Broadband internet access has moved, within roughly a decade, from a convenience to something researchers and policymakers increasingly treat as essential infrastructure on par with electricity or water service. That shift accelerated sharply during the pandemic, when broadband access determined whether children could attend school, whether adults could work remotely, and whether patients could access telehealth, exposing just how many American households, disproportionately rural, tribal, and lower-income, lacked reliable connectivity. The policy response has been substantial: tens of billions of federal dollars are now flowing toward broadband expansion, representing one of the largest infrastructure investments of its kind in American history. Whether that investment succeeds in closing the digital divide depends on lessons from research that predates the current funding wave.
Three Distinct Problems, Not One
The digital divide, as researchers have come to understand it, is actually at least three distinct problems layered together, and policy that addresses only one of them tends to underperform. The first is physical infrastructure availability: many rural and remote areas simply lack broadband infrastructure because the cost of running fiber or cable to sparsely populated areas exceeds what private providers can profitably recoup, a classic market failure that justifies public subsidy. The second is affordability: broadband infrastructure may be physically available, but the monthly cost puts it out of reach for many lower-income households, a problem concentrated in urban areas that otherwise have ample infrastructure. The third is adoption, sometimes called the digital skills gap: even where broadband is both available and affordable, some households, often older adults or those with limited formal education, do not subscribe or use available service effectively due to unfamiliarity with the technology or lack of a compelling perceived need.
Much of the historical federal investment in broadband, going back to programs beginning in the early 2000s, focused almost exclusively on the infrastructure availability problem, funding grants and loans to expand physical broadband networks into unserved areas. Research evaluating these earlier programs has found genuine but limited success: infrastructure expansion programs did measurably increase broadband availability in targeted areas, but subscription rates in newly served areas often lagged well behind availability rates, suggesting that solving the infrastructure problem alone left substantial gaps related to affordability and adoption unaddressed. This finding has directly shaped design of the current generation of federal broadband programs, which increasingly pair infrastructure funding with affordability subsidies and digital literacy initiatives, reflecting the research consensus that a multi-pronged approach outperforms infrastructure investment alone.
Why Broadband Maps Got It Wrong
Mapping accuracy has emerged as a surprisingly consequential technical policy issue. Earlier federal broadband maps, which determined which areas qualified for infrastructure funding, relied on data reported by internet service providers themselves and used a methodology that counted an entire census block as served if even a single household within it had access, a standard researchers and local officials widely criticized as dramatically overstating actual coverage, particularly in rural areas where a single served address could mask dozens of unserved neighbors spread across a large geographic block. Revised mapping methodologies adopted more recently use more granular, location-specific data, and early analysis suggests this has meaningfully improved the accuracy of funding allocation, directing resources toward areas that earlier maps had incorrectly classified as already served.

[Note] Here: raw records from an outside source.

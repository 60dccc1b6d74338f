// Daily k-player subset generation and canonical combination keys.

use chrono::NaiveDate;
use hrcombo_core::GroupSize;
use serde::{Deserialize, Serialize};
use std::fmt;

use crate::event::HrEvent;

/// Separator between player identities inside a key.
pub const KEY_SEPARATOR: &str = "|";

// ---------------------------------------------------------------------------
// CombinationKey
// ---------------------------------------------------------------------------

/// Canonical, order-independent identity of a player group: the sorted,
/// deduplicated `name_team` identities joined with `|`.
#[derive(Debug, Clone, PartialEq, Eq, Hash, PartialOrd, Ord, Serialize, Deserialize)]
#[serde(transparent)]
pub struct CombinationKey(String);

impl CombinationKey {
    /// Build a key from player identities in any order.
    pub fn from_identities<I, S>(identities: I) -> Self
    where
        I: IntoIterator<Item = S>,
        S: Into<String>,
    {
        let mut ids: Vec<String> = identities.into_iter().map(Into::into).collect();
        ids.sort();
        ids.dedup();
        Self(ids.join(KEY_SEPARATOR))
    }

    pub fn from_events<'a, I>(events: I) -> Self
    where
        I: IntoIterator<Item = &'a HrEvent>,
    {
        Self::from_identities(events.into_iter().map(HrEvent::identity))
    }

    pub fn as_str(&self) -> &str {
        &self.0
    }

    /// The player identities encoded in this key.
    pub fn identities(&self) -> impl Iterator<Item = &str> {
        self.0.split(KEY_SEPARATOR).filter(|s| !s.is_empty())
    }

    /// Number of players in the group.
    pub fn player_count(&self) -> usize {
        self.identities().count()
    }
}

impl fmt::Display for CombinationKey {
    fn fmt(&self, f: &mut fmt::Formatter<'_>) -> fmt::Result {
        f.write_str(&self.0)
    }
}

// ---------------------------------------------------------------------------
// Subset enumeration
// ---------------------------------------------------------------------------

/// One k-player subset of a day's HR hitters.
#[derive(Debug, Clone, PartialEq)]
pub struct DailySubset<'a> {
    pub key: CombinationKey,
    pub date: NaiveDate,
    pub players: Vec<&'a HrEvent>,
    /// Sum of the players' HR counts that day.
    pub total_hrs: u32,
}

/// Lazy lexicographic enumeration of k-subsets over a day's distinct events.
///
/// Subsets are yielded in index order, so with identity-sorted input the
/// enumeration (and any cap applied to it) is stable across runs.
pub struct Subsets<'a> {
    events: &'a [HrEvent],
    date: NaiveDate,
    indices: Vec<usize>,
    done: bool,
}

impl<'a> Subsets<'a> {
    /// `events` must already be distinct by identity
    /// (see [`DailyRecord::distinct_events`](crate::event::DailyRecord::distinct_events)).
    /// Yields nothing when there are fewer than `size.k()` events.
    pub fn new(events: &'a [HrEvent], date: NaiveDate, size: GroupSize) -> Self {
        let k = size.k();
        Self {
            events,
            date,
            indices: (0..k).collect(),
            done: events.len() < k,
        }
    }

    fn advance(&mut self) {
        let n = self.events.len();
        let k = self.indices.len();
        let Some(i) = (0..k).rev().find(|&i| self.indices[i] < n - k + i) else {
            self.done = true;
            return;
        };
        self.indices[i] += 1;
        for j in i + 1..k {
            self.indices[j] = self.indices[j - 1] + 1;
        }
    }
}

impl<'a> Iterator for Subsets<'a> {
    type Item = DailySubset<'a>;

    fn next(&mut self) -> Option<Self::Item> {
        if self.done {
            return None;
        }
        let players: Vec<&'a HrEvent> = self.indices.iter().map(|&i| &self.events[i]).collect();
        let subset = DailySubset {
            key: CombinationKey::from_events(players.iter().copied()),
            date: self.date,
            total_hrs: players.iter().map(|p| p.hr_count).sum(),
            players,
        };
        self.advance();
        Some(subset)
    }
}

/// Binomial coefficient C(n, k), saturating at `u64::MAX`.
pub fn subset_count(n: usize, k: usize) -> u64 {
    if k > n {
        return 0;
    }
    let k = k.min(n - k) as u64;
    let n = n as u64;
    let mut acc: u64 = 1;
    for i in 0..k {
        acc = match acc.checked_mul(n - i) {
            Some(v) => v / (i + 1),
            None => return u64::MAX,
        };
    }
    acc
}

// ---------------------------------------------------------------------------
// Tests
// ---------------------------------------------------------------------------

#[cfg(test)]
mod tests {
    use super::*;
    use std::collections::HashSet;

    fn day() -> NaiveDate {
        NaiveDate::from_ymd_opt(2025, 6, 1).unwrap()
    }

    fn events(specs: &[(&str, u32)]) -> Vec<HrEvent> {
        specs
            .iter()
            .map(|(name, hr)| HrEvent::new(*name, "TM", *hr))
            .collect()
    }

    #[test]
    fn key_is_order_independent() {
        let a = CombinationKey::from_identities(["B_TM", "A_TM", "C_TM"]);
        let b = CombinationKey::from_identities(["C_TM", "B_TM", "A_TM"]);
        assert_eq!(a, b);
        assert_eq!(a.as_str(), "A_TM|B_TM|C_TM");
        assert_eq!(a.player_count(), 3);
    }

    #[test]
    fn key_deduplicates_identities() {
        let key = CombinationKey::from_identities(["A_TM", "A_TM", "B_TM"]);
        assert_eq!(key.player_count(), 2);
    }

    #[test]
    fn key_serializes_as_plain_string() {
        let key = CombinationKey::from_identities(["B_X", "A_Y"]);
        assert_eq!(serde_json::to_string(&key).unwrap(), "\"A_Y|B_X\"");
    }

    #[test]
    fn three_players_make_three_pairs() {
        let evs = events(&[("A", 2), ("B", 1), ("C", 1)]);
        let subsets: Vec<_> = Subsets::new(&evs, day(), GroupSize::Pairs).collect();
        let keys: Vec<_> = subsets.iter().map(|s| s.key.as_str().to_string()).collect();
        assert_eq!(keys, vec!["A_TM|B_TM", "A_TM|C_TM", "B_TM|C_TM"]);
        let totals: Vec<_> = subsets.iter().map(|s| s.total_hrs).collect();
        assert_eq!(totals, vec![3, 3, 2]);
        assert!(subsets.iter().all(|s| s.date == day()));
    }

    #[test]
    fn too_few_players_yield_nothing() {
        let evs = events(&[("A", 1)]);
        for size in GroupSize::ALL {
            assert_eq!(Subsets::new(&evs, day(), size).count(), 0);
        }
        let evs = events(&[("A", 1), ("B", 1), ("C", 1)]);
        assert_eq!(Subsets::new(&evs, day(), GroupSize::Quads).count(), 0);
    }

    #[test]
    fn exact_size_yields_one_subset() {
        let evs = events(&[("A", 1), ("B", 1), ("C", 1), ("D", 1)]);
        let all: Vec<_> = Subsets::new(&evs, day(), GroupSize::Quads).collect();
        assert_eq!(all.len(), 1);
        assert_eq!(all[0].key.player_count(), 4);
        assert_eq!(all[0].total_hrs, 4);
    }

    #[test]
    fn enumeration_count_matches_binomial() {
        let names: Vec<String> = (0..9).map(|i| format!("P{i}")).collect();
        let evs: Vec<HrEvent> = names.iter().map(|n| HrEvent::new(n.clone(), "TM", 1)).collect();
        for size in GroupSize::ALL {
            let keys: HashSet<_> = Subsets::new(&evs, day(), size).map(|s| s.key).collect();
            assert_eq!(keys.len() as u64, subset_count(9, size.k()));
            assert!(keys.iter().all(|k| k.player_count() == size.k()));
        }
    }

    #[test]
    fn subset_count_values() {
        assert_eq!(subset_count(3, 2), 3);
        assert_eq!(subset_count(10, 4), 210);
        assert_eq!(subset_count(2, 3), 0);
        assert_eq!(subset_count(5, 0), 1);
        assert_eq!(subset_count(200, 100), u64::MAX);
    }
}
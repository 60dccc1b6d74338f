// Season HR totals per player, used to annotate output records.

use std::collections::HashMap;

use crate::event::DailyRecord;

/// One player's season line.
#[derive(Debug, Clone, Copy, Default, PartialEq, Eq)]
pub struct SeasonLine {
    pub home_runs: u32,
    /// Days with at least one HR.
    pub hr_games: u32,
}

/// Season HR totals keyed by `name_team` identity.
#[derive(Debug, Clone, Default)]
pub struct SeasonTotals {
    lines: HashMap<String, SeasonLine>,
}

impl SeasonTotals {
    /// Sum HRs over folded day records. A player repeated within one day
    /// counts once, with the first-seen HR count.
    pub fn from_days(days: &[DailyRecord]) -> Self {
        let mut lines: HashMap<String, SeasonLine> = HashMap::new();
        for day in days {
            for event in day.distinct_events() {
                let line = lines.entry(event.identity()).or_default();
                line.home_runs += event.hr_count;
                line.hr_games += 1;
            }
        }
        Self { lines }
    }

    pub fn get(&self, identity: &str) -> Option<&SeasonLine> {
        self.lines.get(identity)
    }

    pub fn home_runs(&self, identity: &str) -> Option<u32> {
        self.get(identity).map(|l| l.home_runs)
    }

    /// Top `n` players by season HRs, ties broken by identity.
    pub fn leaders(&self, n: usize) -> Vec<(&str, SeasonLine)> {
        let mut all: Vec<(&str, SeasonLine)> =
            self.lines.iter().map(|(id, l)| (id.as_str(), *l)).collect();
        all.sort_by(|a, b| b.1.home_runs.cmp(&a.1.home_runs).then(a.0.cmp(b.0)));
        all.truncate(n);
        all
    }

    pub fn len(&self) -> usize {
        self.lines.len()
    }

    pub fn is_empty(&self) -> bool {
        self.lines.is_empty()
    }
}
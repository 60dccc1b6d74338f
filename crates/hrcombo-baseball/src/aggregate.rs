// Season aggregation: fold daily subsets into key -> occurrences.
//
// Subset generation for a day (`day_subsets`) is independent of every other
// day and can run on any thread. Absorbing the results is sequential and in
// date order, so the caps below apply to the whole season and the surviving
// keys are the same on every run. Three caps keep memory bounded on
// anomalous input: a per-day subset cap, a distinct-key cap, and a total
// subset circuit breaker. Crossing a cap truncates silently apart from a
// warning and a counter in `AggregateStats`.

use chrono::NaiveDate;
use hrcombo_core::{Config, GroupPolicy, GroupSize};
use std::collections::{BTreeSet, HashMap};
use tracing::{debug, warn};

use crate::combos::{CombinationKey, Subsets};
use crate::event::{DailyRecord, HrEvent};

/// One day on which a combination's players all homered.
#[derive(Debug, Clone, PartialEq)]
pub struct Occurrence {
    pub date: NaiveDate,
    /// The subset's events as seen that day.
    pub players: Vec<HrEvent>,
    pub total_hrs: u32,
}

/// Counters describing one aggregation pass.
#[derive(Debug, Clone, Default, PartialEq, Eq)]
pub struct AggregateStats {
    pub days_ingested: usize,
    /// Days with fewer distinct players than the group size.
    pub days_skipped: usize,
    /// Dates offered more than once (ignored after the first).
    pub duplicate_days: usize,
    /// Days whose subset stream hit the per-day cap.
    pub days_truncated: usize,
    pub subsets_emitted: u64,
    /// Subsets dropped because the distinct-key cap was reached.
    pub keys_rejected: u64,
    /// Set once the total-subset cap stopped further ingestion.
    pub circuit_breaker_tripped: bool,
}

/// Finished aggregation for one group size. Occurrence lists are ordered by
/// date.
#[derive(Debug, Clone)]
pub struct Aggregate {
    pub size: GroupSize,
    pub combos: HashMap<CombinationKey, Vec<Occurrence>>,
    pub stats: AggregateStats,
}

// ---------------------------------------------------------------------------
// Per-day generation
// ---------------------------------------------------------------------------

/// The capped subsets of one day, ready to be absorbed.
#[derive(Debug, Clone, PartialEq)]
pub struct DaySubsets {
    pub date: NaiveDate,
    /// Distinct HR hitters that day.
    pub players: usize,
    pub subsets: Vec<(CombinationKey, Occurrence)>,
    /// More than `cap` subsets existed.
    pub truncated: bool,
}

/// Enumerate at most `cap` subsets of `day` in identity order.
pub fn day_subsets(day: &DailyRecord, size: GroupSize, cap: usize) -> DaySubsets {
    let distinct = day.distinct_events();
    let mut iter = Subsets::new(&distinct, day.date, size);
    let subsets = iter
        .by_ref()
        .take(cap)
        .map(|subset| {
            let occurrence = Occurrence {
                date: subset.date,
                players: subset.players.into_iter().cloned().collect(),
                total_hrs: subset.total_hrs,
            };
            (subset.key, occurrence)
        })
        .collect();
    let truncated = iter.next().is_some();

    DaySubsets {
        date: day.date,
        players: distinct.len(),
        subsets,
        truncated,
    }
}

// ---------------------------------------------------------------------------
// SeasonAggregator
// ---------------------------------------------------------------------------

/// Incremental accumulator for one group size.
#[derive(Debug, Clone)]
pub struct SeasonAggregator {
    size: GroupSize,
    policy: GroupPolicy,
    max_total_subsets: Option<u64>,
    combos: HashMap<CombinationKey, Vec<Occurrence>>,
    seen_dates: BTreeSet<NaiveDate>,
    stats: AggregateStats,
}

impl SeasonAggregator {
    pub fn new(size: GroupSize, config: &Config) -> Self {
        Self {
            size,
            policy: *config.groups.policy(size),
            max_total_subsets: config.limits.max_total_subsets,
            combos: HashMap::new(),
            seen_dates: BTreeSet::new(),
            stats: AggregateStats::default(),
        }
    }

    /// Distinct keys tracked so far.
    pub fn len(&self) -> usize {
        self.combos.len()
    }

    pub fn is_empty(&self) -> bool {
        self.combos.is_empty()
    }

    pub fn stats(&self) -> &AggregateStats {
        &self.stats
    }

    /// Generate and fold one day's subsets.
    pub fn ingest_day(&mut self, day: &DailyRecord) {
        let batch = day_subsets(day, self.size, self.policy.max_subsets_per_day);
        self.absorb_day(batch);
    }

    /// Fold a day produced by [`day_subsets`]. Call in date order for
    /// reproducible caps.
    pub fn absorb_day(&mut self, batch: DaySubsets) {
        if self.stats.circuit_breaker_tripped {
            return;
        }
        if !self.seen_dates.insert(batch.date) {
            warn!("{} aggregation: date {} already ingested, skipping", self.size, batch.date);
            self.stats.duplicate_days += 1;
            return;
        }
        if batch.players < self.size.k() {
            self.stats.days_skipped += 1;
            return;
        }
        self.stats.days_ingested += 1;

        for (key, occurrence) in batch.subsets {
            self.stats.subsets_emitted += 1;
            self.record(key, occurrence);
        }

        if batch.truncated {
            self.stats.days_truncated += 1;
            warn!(
                "{} aggregation: {} has {} HR hitters, capped at {} subsets",
                self.size, batch.date, batch.players, self.policy.max_subsets_per_day
            );
        }

        if let Some(limit) = self.max_total_subsets {
            if self.stats.subsets_emitted >= limit {
                self.stats.circuit_breaker_tripped = true;
                warn!(
                    "{} aggregation: total subset cap {} reached after {}, ignoring remaining days",
                    self.size, limit, batch.date
                );
            }
        }
    }

    /// Consume the aggregator, ordering each occurrence list by date.
    pub fn finish(self) -> Aggregate {
        let mut combos = self.combos;
        for occurrences in combos.values_mut() {
            occurrences.sort_by_key(|o| o.date);
        }
        debug!(
            "{} aggregation finished: {} keys from {} days",
            self.size,
            combos.len(),
            self.stats.days_ingested
        );
        Aggregate {
            size: self.size,
            combos,
            stats: self.stats,
        }
    }

    fn record(&mut self, key: CombinationKey, occurrence: Occurrence) {
        if let Some(list) = self.combos.get_mut(&key) {
            list.push(occurrence);
            return;
        }
        if let Some(limit) = self.policy.max_tracked_keys {
            if self.combos.len() >= limit {
                if self.stats.keys_rejected == 0 {
                    warn!(
                        "{} aggregation: tracking cap of {} keys reached, new keys dropped",
                        self.size, limit
                    );
                }
                self.stats.keys_rejected += 1;
                return;
            }
        }
        self.combos.insert(key, vec![occurrence]);
    }
}

// ---------------------------------------------------------------------------
// Tests
// ---------------------------------------------------------------------------

#[cfg(test)]
mod tests {
    use super::*;

    fn date(d: u32) -> NaiveDate {
        NaiveDate::from_ymd_opt(2025, 5, d).unwrap()
    }

    fn day(d: u32, players: &[(&str, u32)]) -> DailyRecord {
        DailyRecord::new(
            date(d),
            players
                .iter()
                .map(|(n, hr)| HrEvent::new(*n, "TM", *hr))
                .collect(),
        )
    }

    fn config() -> Config {
        Config::with_defaults("data", "out")
    }

    fn key(ids: &[&str]) -> CombinationKey {
        CombinationKey::from_identities(ids.iter().map(|id| format!("{id}_TM")))
    }

    #[test]
    fn two_identical_days_give_two_occurrences() {
        let mut agg = SeasonAggregator::new(GroupSize::Pairs, &config());
        agg.ingest_day(&day(2, &[("A", 2), ("B", 1), ("C", 1)]));
        agg.ingest_day(&day(1, &[("C", 1), ("A", 2), ("B", 1)]));
        let done = agg.finish();

        assert_eq!(done.combos.len(), 3);
        let ab = &done.combos[&key(&["A", "B"])];
        assert_eq!(ab.len(), 2);
        assert_eq!(ab[0].date, date(1));
        assert_eq!(ab[1].date, date(2));
        assert_eq!(ab[0].total_hrs, 3);
        assert_eq!(done.stats.days_ingested, 2);
        assert_eq!(done.stats.subsets_emitted, 6);
    }

    #[test]
    fn single_player_day_is_skipped() {
        for size in GroupSize::ALL {
            let mut agg = SeasonAggregator::new(size, &config());
            agg.ingest_day(&day(1, &[("A", 3)]));
            assert!(agg.is_empty());
            assert_eq!(agg.stats().days_skipped, 1);
        }
    }

    #[test]
    fn repeated_player_in_raw_data_counts_once() {
        let mut agg = SeasonAggregator::new(GroupSize::Pairs, &config());
        agg.ingest_day(&day(1, &[("A", 1), ("A", 2)]));
        assert!(agg.is_empty());
        assert_eq!(agg.stats().days_skipped, 1);
    }

    #[test]
    fn duplicate_date_ignored() {
        let mut agg = SeasonAggregator::new(GroupSize::Pairs, &config());
        agg.ingest_day(&day(1, &[("A", 1), ("B", 1)]));
        agg.ingest_day(&day(1, &[("A", 1), ("B", 1)]));
        assert_eq!(agg.stats().duplicate_days, 1);
        let done = agg.finish();
        assert_eq!(done.combos[&key(&["A", "B"])].len(), 1);
    }

    #[test]
    fn per_day_cap_truncates_and_counts() {
        let mut cfg = config();
        cfg.groups.pairs.max_subsets_per_day = 2;
        let mut agg = SeasonAggregator::new(GroupSize::Pairs, &cfg);
        agg.ingest_day(&day(1, &[("A", 1), ("B", 1), ("C", 1), ("D", 1)]));
        assert_eq!(agg.len(), 2);
        assert_eq!(agg.stats().days_truncated, 1);
        assert_eq!(agg.stats().subsets_emitted, 2);

        // Truncation keeps the lexicographically first subsets.
        let done = agg.finish();
        assert!(done.combos.contains_key(&key(&["A", "B"])));
        assert!(done.combos.contains_key(&key(&["A", "C"])));
    }

    #[test]
    fn exactly_cap_subsets_is_not_truncation() {
        let mut cfg = config();
        cfg.groups.pairs.max_subsets_per_day = 3;
        let mut agg = SeasonAggregator::new(GroupSize::Pairs, &cfg);
        agg.ingest_day(&day(1, &[("A", 1), ("B", 1), ("C", 1)]));
        assert_eq!(agg.stats().days_truncated, 0);
        assert_eq!(agg.len(), 3);
    }

    #[test]
    fn key_cap_keeps_existing_keys_accumulating() {
        let mut cfg = config();
        cfg.groups.pairs.max_tracked_keys = Some(1);
        let mut agg = SeasonAggregator::new(GroupSize::Pairs, &cfg);
        agg.ingest_day(&day(1, &[("A", 1), ("B", 1)]));
        agg.ingest_day(&day(2, &[("A", 1), ("B", 1), ("C", 1)]));
        assert_eq!(agg.len(), 1);
        assert_eq!(agg.stats().keys_rejected, 2);
        let done = agg.finish();
        assert_eq!(done.combos[&key(&["A", "B"])].len(), 2);
    }

    #[test]
    fn circuit_breaker_stops_later_days() {
        let mut cfg = config();
        cfg.limits.max_total_subsets = Some(3);
        let mut agg = SeasonAggregator::new(GroupSize::Pairs, &cfg);
        agg.ingest_day(&day(1, &[("A", 1), ("B", 1), ("C", 1)]));
        assert!(agg.stats().circuit_breaker_tripped);
        agg.ingest_day(&day(2, &[("D", 1), ("E", 1)]));
        assert_eq!(agg.len(), 3);
        assert_eq!(agg.stats().days_ingested, 1);
    }

    #[test]
    fn day_subsets_reports_truncation() {
        let record = day(1, &[("D", 1), ("C", 1), ("B", 1), ("A", 1)]);
        let batch = day_subsets(&record, GroupSize::Pairs, 2);
        assert_eq!(batch.players, 4);
        assert!(batch.truncated);
        let keys: Vec<_> = batch.subsets.iter().map(|(k, _)| k.clone()).collect();
        assert_eq!(keys, vec![key(&["A", "B"]), key(&["A", "C"])]);

        let exact = day_subsets(&record, GroupSize::Quads, 1);
        assert!(!exact.truncated);
        assert_eq!(exact.subsets.len(), 1);
    }

    #[test]
    fn absorbing_batches_generated_out_of_order_matches_ingest() {
        let days = vec![
            day(1, &[("A", 1), ("B", 1), ("C", 2)]),
            day(2, &[("A", 1), ("B", 1)]),
            day(3, &[("B", 3), ("C", 1), ("D", 1)]),
        ];
        let mut cfg = config();
        cfg.groups.pairs.max_tracked_keys = Some(4);

        let mut sequential = SeasonAggregator::new(GroupSize::Pairs, &cfg);
        for d in &days {
            sequential.ingest_day(d);
        }

        // Generation order does not matter, absorption order does.
        let mut batches: Vec<_> = days
            .iter()
            .rev()
            .map(|d| day_subsets(d, GroupSize::Pairs, cfg.groups.pairs.max_subsets_per_day))
            .collect();
        batches.reverse();
        let mut absorbed = SeasonAggregator::new(GroupSize::Pairs, &cfg);
        for batch in batches {
            absorbed.absorb_day(batch);
        }

        let sequential = sequential.finish();
        let absorbed = absorbed.finish();
        assert_eq!(absorbed.combos, sequential.combos);
        assert_eq!(absorbed.stats, sequential.stats);
        assert_eq!(absorbed.combos.len(), 4);
        assert!(!absorbed.combos.contains_key(&key(&["C", "D"])));
    }
}
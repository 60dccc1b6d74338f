// HR co-occurrence engine: extraction, subset generation, aggregation,
// ranking, and incremental merge.

pub mod aggregate;
pub mod combos;
pub mod discovery;
pub mod event;
pub mod extract;
pub mod merge;
pub mod rank;
pub mod season;
pub mod snapshot;
pub mod team_filter;
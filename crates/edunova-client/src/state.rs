//! Application state shared across all controllers.
//!
//! [`AppState`] owns the in-memory records and the handful of runtime
//! flags the controllers coordinate through.  Nothing in here is global:
//! the embedding layer constructs one and hands it to the controllers.

use edunova_shared::Route;
use edunova_store::{ActivityLog, CourseCatalog, FormLinkRegistry, TeacherRoster, Timetable};

use crate::controllers::auth::LogoutFlow;
use crate::controllers::wizard::Wizard;

/// Central application state.
#[derive(Debug)]
pub struct AppState {
    /// Display name of the signed-in admin, if any.
    pub current_user: Option<String>,

    /// Page the client currently shows.
    pub current_page: Route,

    pub teachers: TeacherRoster,
    pub courses: CourseCatalog,
    pub form_links: FormLinkRegistry,
    pub timetable: Timetable,

    /// Audit trail of admin actions, included in exports.
    pub activity: ActivityLog,

    /// Set while a submission is in flight; further submissions are
    /// rejected until it clears.
    pub is_submitting: bool,

    /// Whether the course list panel is expanded.
    pub course_list_visible: bool,

    /// Where the sign-out conversation currently stands.
    pub logout: LogoutFlow,

    /// Public materials wizard (subject, then grade, then resource).
    pub wizard: Wizard,
}

impl AppState {
    pub fn new() -> Self {
        Self {
            current_user: None,
            current_page: Route::Landing,
            teachers: TeacherRoster::new(),
            courses: CourseCatalog::new(),
            form_links: FormLinkRegistry::new(),
            timetable: Timetable::new(),
            activity: ActivityLog::new(),
            is_submitting: false,
            course_list_visible: false,
            logout: LogoutFlow::Idle,
            wizard: Wizard::new(),
        }
    }

    /// Forget everything about the current session.  Records and the
    /// activity log are cleared too; the next sign-in starts fresh.
    pub fn reset(&mut self) {
        *self = Self::new();
    }
}

impl Default for AppState {
    fn default() -> Self {
        Self::new()
    }
}

#[cfg(test)]
mod tests {
    use super::*;

    #[test]
    fn reset_returns_to_pristine_state() {
        let mut state = AppState::new();
        state.current_user = Some("admin".into());
        state.current_page = Route::Dashboard;
        state.is_submitting = true;
        state.course_list_visible = true;

        state.reset();

        assert!(state.current_user.is_none());
        assert_eq!(state.current_page, Route::Landing);
        assert!(!state.is_submitting);
        assert!(!state.course_list_visible);
        assert_eq!(state.logout, LogoutFlow::Idle);
    }
}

The affordability piece of the puzzle has its own research base. A federal subsidy program providing discounted broadband service to low-income households demonstrated, while it was funded, measurable increases in broadband subscription among eligible households, with researchers finding particularly strong uptake among households that had previously cited cost as the primary barrier to subscribing. When funding for that program lapsed, researchers tracking affected households found meaningful numbers either downgraded their service plans or dropped internet service entirely, offering a fairly direct piece of evidence that affordability subsidies, not just infrastructure investment, produce measurable changes in connectivity for low-income populations.
The Thin Evidence on Digital Literacy
Digital literacy and adoption programs, the third leg of the digital divide, have the thinnest research base of the three, partly because they are harder to evaluate at scale and partly because they have historically received the smallest share of federal broadband funding. The evidence that does exist suggests targeted digital skills training, particularly programs embedded in trusted community institutions like libraries, senior centers, and community colleges, can meaningfully increase both broadband adoption and effective use among populations who have infrastructure access but have not historically subscribed or used it confidently.
Taken together, the research suggests that closing the digital divide durably will require sustained attention to all three dimensions of the problem simultaneously, rather than treating infrastructure buildout as a one-time project that, once complete, resolves the broader access gap. Given the scale of current federal investment, researchers studying broadband policy will have an unusually rich dataset over the coming years to assess which combination of infrastructure, affordability, and adoption strategies actually delivers durable, equitable connectivity, and which elements of the current approach may need to be redesigned as implementation proceeds.